Struggling Friendships

My friends were good friends. Life friends. The people that I spent time with and shared myself with were - are - people that I enjoy and trust and really, really like. There aren't a lot of them. Acquaintances come and go, and I assumed that I would have a lot less contact with acquaintances once the mother ship landed. But my friends, I assumed, would understand that I would no longer be able to dash out for coffee or spend long, lazy evenings drinking wine and chatting. Not for a while, anyway.

So I was gobsmacked to read, in a recent e-mail from someone with whom I have been very close friends for over a decade, that I had been neglecting the friendship and that, accordingly, she viewed the friendship as dead. We had been exchanging e-mails and occasional phone calls, but it wasn't, in her view, enough. So that was it. It was over. "I've already mourned the loss," she said, "don't e-mail me back."

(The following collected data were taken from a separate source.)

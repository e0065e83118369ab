//! HTML output for annotated code blocks.
//!
//! Markup shape:
//! ```text
//! <div class="codeblock">
//!   <button class="copy-button" ...>Copy</button>        (optional)
//!   <pre class="prism-code language-python">
//!     <div class="token-line line-highlight">
//!       <span class="token keyword">def</span>...
//!     </div>
//!   </pre>
//! </div>
//! ```
//! Whitespace between elements is not emitted; it is shown above for reading.

use codeblock_annotate::{AnnotatedLine, Annotator, SourceLine, visible_lines};
use tracing::debug;

use crate::config::CodeBlockConfig;
use crate::tokenizer::{SyntaxTokenizer, Tokenizer};

/// Renders code blocks through a tokenizer and an [`Annotator`].
///
/// The renderer owns the annotator, so with [`codeblock_annotate::RegionScope::Shared`]
/// an unterminated region in one block carries into the next block rendered
/// by the same renderer.
#[derive(Debug)]
pub struct CodeBlockRenderer<T = SyntaxTokenizer> {
    tokenizer: T,
    annotator: Annotator,
}

impl Default for CodeBlockRenderer<SyntaxTokenizer> {
    fn default() -> Self {
        Self::new(SyntaxTokenizer, Annotator::new())
    }
}

impl<T: Tokenizer> CodeBlockRenderer<T> {
    pub fn new(tokenizer: T, annotator: Annotator) -> Self {
        Self {
            tokenizer,
            annotator,
        }
    }

    pub fn annotator(&self) -> &Annotator {
        &self.annotator
    }

    /// Tokenize and annotate a block without producing markup.
    ///
    /// Surrounding whitespace of `code` is trimmed first.
    pub fn render_lines(&mut self, code: &str, config: &CodeBlockConfig) -> Vec<AnnotatedLine> {
        let language = config.language();
        let lines = self.tokenizer.tokenize(code.trim(), language);
        debug!(%language, lines = lines.len(), "Annotating code block");
        self.annotator.annotate_block(lines)
    }

    /// Render a block to HTML.
    pub fn render(&mut self, code: &str, config: &CodeBlockConfig) -> String {
        let language = config.language();
        let annotated = self.render_lines(code, config);

        let mut html = String::from(r#"<div class="codeblock">"#);
        if config.show_copy_button {
            html.push_str(&format!(
                r#"<button class="copy-button" type="button" data-code="{}">Copy</button>"#,
                escape_html(code.trim())
            ));
        }
        html.push_str(&format!(
            r#"<pre class="prism-code language-{}">"#,
            language.name()
        ));

        for line in visible_lines(&annotated) {
            let presentation = line.presentation(self.annotator.emphasis_class());
            html.push_str(&format!(
                r#"<div class="{}">"#,
                escape_html(&presentation.class_name())
            ));
            push_tokens(&mut html, &line.line);
            html.push_str("</div>");
        }

        html.push_str("</pre></div>");
        html
    }
}

fn push_tokens(html: &mut String, line: &SourceLine) {
    if line.is_empty() {
        // Keeps blank lines at full height inside the <pre>.
        html.push_str("<span class=\"token plain\">\n</span>");
        return;
    }

    for token in line.tokens.iter().filter(|t| !t.content.is_empty()) {
        let class = if token.types.is_empty() {
            "token plain".to_string()
        } else {
            format!("token {}", token.types.join(" "))
        };
        html.push_str(&format!(
            r#"<span class="{}">{}</span>"#,
            escape_html(&class),
            escape_html(&token.content)
        ));
    }
}

/// Escape text for use in HTML element content and quoted attributes.
pub fn escape_html(text: &str) -> String {
    let mut escaped = String::with_capacity(text.len());
    for c in text.chars() {
        match c {
            '&' => escaped.push_str("&amp;"),
            '<' => escaped.push_str("&lt;"),
            '>' => escaped.push_str("&gt;"),
            '"' => escaped.push_str("&quot;"),
            '\'' => escaped.push_str("&#39;"),
            _ => escaped.push(c),
        }
    }
    escaped
}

There's much that could be said about this, about the shock and hurt that accompanies the sudden and unexpected death of a friendship....

I get this. Sort of. Which is to say, I would get this if I had been the sort of friend who regularly confided secrets and fears. But I wasn't. Oh, I would, certainly, regularly catch good friends up on what was going on in my life, things that were bugging me, that kind of thing. But I've never been the sort of friend who easily shares her anxieties and fears and griefs....

I can't change that. I don't want to change that. I am very, very sorry that this makes my friend unhappy. I didn't want the friendship to end; any perceived neglect was unintentional, the result of the circumstances of a new, strange life, a life that is no longer fully my own. But that friendship could only live in these new circumstances under the terms of these new circumstances.